# What the task asks
What lines of the listing include the string "chrono"? Show them all.

# The data
[Start of Attachment]

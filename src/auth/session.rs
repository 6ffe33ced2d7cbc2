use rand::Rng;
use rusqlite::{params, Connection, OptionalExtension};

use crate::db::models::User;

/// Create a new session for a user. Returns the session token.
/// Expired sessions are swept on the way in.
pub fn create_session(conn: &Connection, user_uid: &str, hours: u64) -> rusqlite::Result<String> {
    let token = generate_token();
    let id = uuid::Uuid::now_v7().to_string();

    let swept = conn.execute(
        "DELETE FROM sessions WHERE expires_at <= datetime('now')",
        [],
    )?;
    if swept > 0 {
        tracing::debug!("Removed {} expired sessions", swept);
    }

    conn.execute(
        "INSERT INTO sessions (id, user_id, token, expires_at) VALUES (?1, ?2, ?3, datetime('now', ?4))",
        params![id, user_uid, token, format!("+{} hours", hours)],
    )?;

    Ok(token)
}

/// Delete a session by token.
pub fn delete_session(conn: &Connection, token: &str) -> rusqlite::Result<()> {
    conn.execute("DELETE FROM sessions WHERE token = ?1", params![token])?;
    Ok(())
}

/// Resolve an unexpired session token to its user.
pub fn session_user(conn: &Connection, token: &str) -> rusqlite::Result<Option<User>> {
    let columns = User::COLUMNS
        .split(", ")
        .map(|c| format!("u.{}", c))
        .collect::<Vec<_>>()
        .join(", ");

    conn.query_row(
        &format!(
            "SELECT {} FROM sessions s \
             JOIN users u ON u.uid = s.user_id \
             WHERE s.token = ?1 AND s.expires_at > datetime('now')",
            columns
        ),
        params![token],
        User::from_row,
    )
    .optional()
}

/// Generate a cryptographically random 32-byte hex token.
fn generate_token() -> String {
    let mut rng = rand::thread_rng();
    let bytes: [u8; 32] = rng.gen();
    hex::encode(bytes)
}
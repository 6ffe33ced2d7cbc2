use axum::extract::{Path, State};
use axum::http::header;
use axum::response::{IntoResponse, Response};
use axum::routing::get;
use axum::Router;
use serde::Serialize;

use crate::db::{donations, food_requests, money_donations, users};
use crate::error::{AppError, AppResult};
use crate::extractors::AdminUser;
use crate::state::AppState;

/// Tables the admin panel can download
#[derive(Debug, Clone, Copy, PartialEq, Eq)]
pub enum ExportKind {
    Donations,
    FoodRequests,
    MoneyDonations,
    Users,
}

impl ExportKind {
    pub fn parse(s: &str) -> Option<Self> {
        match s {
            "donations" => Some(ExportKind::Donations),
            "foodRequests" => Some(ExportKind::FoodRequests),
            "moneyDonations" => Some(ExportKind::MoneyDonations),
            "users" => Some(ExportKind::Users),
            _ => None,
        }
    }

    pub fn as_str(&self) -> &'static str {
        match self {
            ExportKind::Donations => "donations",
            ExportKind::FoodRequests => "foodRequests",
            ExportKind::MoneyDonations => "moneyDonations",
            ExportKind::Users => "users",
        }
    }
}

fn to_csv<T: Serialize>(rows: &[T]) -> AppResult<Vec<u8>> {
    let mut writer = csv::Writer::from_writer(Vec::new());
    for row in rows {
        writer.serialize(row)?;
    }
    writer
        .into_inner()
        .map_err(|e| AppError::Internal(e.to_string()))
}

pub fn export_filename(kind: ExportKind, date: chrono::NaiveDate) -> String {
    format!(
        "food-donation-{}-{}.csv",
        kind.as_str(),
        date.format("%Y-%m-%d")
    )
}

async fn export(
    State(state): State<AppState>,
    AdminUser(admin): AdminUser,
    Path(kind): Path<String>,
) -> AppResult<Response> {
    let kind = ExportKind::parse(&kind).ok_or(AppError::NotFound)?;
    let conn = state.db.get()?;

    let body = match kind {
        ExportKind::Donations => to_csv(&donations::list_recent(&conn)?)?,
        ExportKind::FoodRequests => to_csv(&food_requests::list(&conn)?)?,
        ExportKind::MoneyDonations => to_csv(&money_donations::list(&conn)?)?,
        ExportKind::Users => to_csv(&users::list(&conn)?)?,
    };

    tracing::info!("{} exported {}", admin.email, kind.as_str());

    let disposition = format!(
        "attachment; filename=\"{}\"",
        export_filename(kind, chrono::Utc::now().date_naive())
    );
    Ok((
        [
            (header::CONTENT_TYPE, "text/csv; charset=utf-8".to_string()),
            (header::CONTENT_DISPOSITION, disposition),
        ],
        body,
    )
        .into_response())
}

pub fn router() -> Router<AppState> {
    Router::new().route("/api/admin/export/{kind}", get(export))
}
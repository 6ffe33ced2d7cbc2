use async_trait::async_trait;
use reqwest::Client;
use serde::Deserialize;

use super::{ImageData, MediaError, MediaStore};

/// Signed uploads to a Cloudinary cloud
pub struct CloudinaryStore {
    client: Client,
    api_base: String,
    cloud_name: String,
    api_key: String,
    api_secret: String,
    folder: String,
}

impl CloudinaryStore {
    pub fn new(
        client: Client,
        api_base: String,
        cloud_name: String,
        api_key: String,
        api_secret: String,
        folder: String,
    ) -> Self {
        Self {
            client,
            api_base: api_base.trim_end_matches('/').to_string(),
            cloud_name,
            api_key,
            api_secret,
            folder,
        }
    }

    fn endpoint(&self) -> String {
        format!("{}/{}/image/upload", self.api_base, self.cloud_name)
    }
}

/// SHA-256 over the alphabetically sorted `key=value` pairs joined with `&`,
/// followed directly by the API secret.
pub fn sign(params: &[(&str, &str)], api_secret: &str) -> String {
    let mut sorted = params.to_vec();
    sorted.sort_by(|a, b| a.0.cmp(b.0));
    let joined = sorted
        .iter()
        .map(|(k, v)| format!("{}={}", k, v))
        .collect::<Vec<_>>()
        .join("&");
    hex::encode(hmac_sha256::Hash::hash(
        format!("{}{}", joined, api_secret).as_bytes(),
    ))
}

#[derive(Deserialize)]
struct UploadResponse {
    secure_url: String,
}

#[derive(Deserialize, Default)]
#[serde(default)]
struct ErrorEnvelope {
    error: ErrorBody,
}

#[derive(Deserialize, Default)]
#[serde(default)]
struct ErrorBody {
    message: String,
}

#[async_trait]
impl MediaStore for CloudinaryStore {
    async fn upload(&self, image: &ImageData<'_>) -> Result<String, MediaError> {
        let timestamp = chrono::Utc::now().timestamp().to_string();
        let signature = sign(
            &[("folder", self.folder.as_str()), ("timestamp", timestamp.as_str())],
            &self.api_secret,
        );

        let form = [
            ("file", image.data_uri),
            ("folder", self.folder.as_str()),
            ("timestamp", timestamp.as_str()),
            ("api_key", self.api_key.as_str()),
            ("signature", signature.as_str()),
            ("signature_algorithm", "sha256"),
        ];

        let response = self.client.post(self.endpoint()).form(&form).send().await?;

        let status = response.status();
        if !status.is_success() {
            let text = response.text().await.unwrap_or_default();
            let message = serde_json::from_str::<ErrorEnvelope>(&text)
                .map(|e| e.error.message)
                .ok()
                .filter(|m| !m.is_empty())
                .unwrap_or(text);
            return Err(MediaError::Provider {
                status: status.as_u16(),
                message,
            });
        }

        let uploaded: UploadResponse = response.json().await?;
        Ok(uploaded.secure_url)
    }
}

[End of Attachment]

# Expected output
pub fn export_filename(kind: ExportKind, date: chrono::NaiveDate) -> String {
        export_filename(kind, chrono::Utc::now().date_naive())
        let timestamp = chrono::Utc::now().timestamp().to_string();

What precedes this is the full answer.